++++ GIVEN DATA ++++

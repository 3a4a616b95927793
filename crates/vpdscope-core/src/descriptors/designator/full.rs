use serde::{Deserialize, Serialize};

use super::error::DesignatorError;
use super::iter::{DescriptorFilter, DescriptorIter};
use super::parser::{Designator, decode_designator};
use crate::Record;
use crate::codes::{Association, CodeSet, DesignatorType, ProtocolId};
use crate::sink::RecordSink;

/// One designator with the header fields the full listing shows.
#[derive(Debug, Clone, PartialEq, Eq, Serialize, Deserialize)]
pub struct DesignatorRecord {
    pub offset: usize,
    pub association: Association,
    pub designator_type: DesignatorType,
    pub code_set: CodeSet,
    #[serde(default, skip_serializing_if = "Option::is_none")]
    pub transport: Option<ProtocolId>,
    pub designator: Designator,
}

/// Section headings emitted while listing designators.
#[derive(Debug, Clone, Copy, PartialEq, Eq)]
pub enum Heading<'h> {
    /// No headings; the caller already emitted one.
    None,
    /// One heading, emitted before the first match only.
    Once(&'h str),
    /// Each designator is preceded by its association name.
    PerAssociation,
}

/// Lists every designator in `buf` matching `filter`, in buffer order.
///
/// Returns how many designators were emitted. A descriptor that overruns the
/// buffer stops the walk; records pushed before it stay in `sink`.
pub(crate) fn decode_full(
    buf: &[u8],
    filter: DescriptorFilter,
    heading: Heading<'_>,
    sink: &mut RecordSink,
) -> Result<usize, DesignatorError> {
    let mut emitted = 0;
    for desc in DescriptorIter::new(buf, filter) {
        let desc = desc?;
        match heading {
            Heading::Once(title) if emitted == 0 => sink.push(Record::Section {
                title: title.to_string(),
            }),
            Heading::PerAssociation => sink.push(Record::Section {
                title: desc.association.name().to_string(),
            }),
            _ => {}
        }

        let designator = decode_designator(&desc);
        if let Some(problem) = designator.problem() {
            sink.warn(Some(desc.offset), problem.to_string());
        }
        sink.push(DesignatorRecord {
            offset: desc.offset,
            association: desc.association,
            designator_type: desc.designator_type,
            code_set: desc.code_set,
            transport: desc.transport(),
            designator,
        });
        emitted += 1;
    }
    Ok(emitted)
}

++++

# EXERCISE OBJECTIVE
All of the entries above must be quoted exactly.

# RESULT FOR THIS TASK
repository 3a4a616b95927793
filename crates/vpdscope-core/src/descriptors/designator/full.rs
use serde::{Deserialize, Serialize};

use super::error::DesignatorError;
use super::iter::{DescriptorFilter, DescriptorIter};
use super::parser::{Designator, decode_designator};
use crate::Record;
use crate::codes::{Association, CodeSet, DesignatorType, ProtocolId};
use crate::sink::RecordSink;

/// One designator with the header fields the full listing shows.
#[derive(Debug, Clone, PartialEq, Eq, Serialize, Deserialize)]
pub struct DesignatorRecord {
    pub offset: usize,
    pub association: Association,
    pub designator_type: DesignatorType,
    pub code_set: CodeSet,
    #[serde(default, skip_serializing_if = "Option::is_none")]
    pub transport: Option<ProtocolId>,
    pub designator: Designator,
}

/// Section headings emitted while listing designators.
#[derive(Debug, Clone, Copy, PartialEq, Eq)]
pub enum Heading<'h> {
    /// No headings; the caller already emitted one.
    None,
    /// One heading, emitted before the first match only.
    Once(&'h str),
    /// Each designator is preceded by its association name.
    PerAssociation,
}

/// Lists every designator in `buf` matching `filter`, in buffer order.
///
/// Returns how many designators were emitted. A descriptor that overruns the
/// buffer stops the walk; records pushed before it stay in `sink`.
pub(crate) fn decode_full(
    buf: &[u8],
    filter: DescriptorFilter,
    heading: Heading<'_>,
    sink: &mut RecordSink,
) -> Result<usize, DesignatorError> {
    let mut emitted = 0;
    for desc in DescriptorIter::new(buf, filter) {
        let desc = desc?;
        match heading {
            Heading::Once(title) if emitted == 0 => sink.push(Record::Section {
                title: title.to_string(),
            }),
            Heading::PerAssociation => sink.push(Record::Section {
                title: desc.association.name().to_string(),
            }),
            _ => {}
        }

        let designator = decode_designator(&desc);
        if let Some(problem) = designator.problem() {
            sink.warn(Some(desc.offset), problem.to_string());
        }
        sink.push(DesignatorRecord {
            offset: desc.offset,
            association: desc.association,
            designator_type: desc.designator_type,
            code_set: desc.code_set,
            transport: desc.transport(),
            designator,
        });
        emitted += 1;
    }
    Ok(emitted)
}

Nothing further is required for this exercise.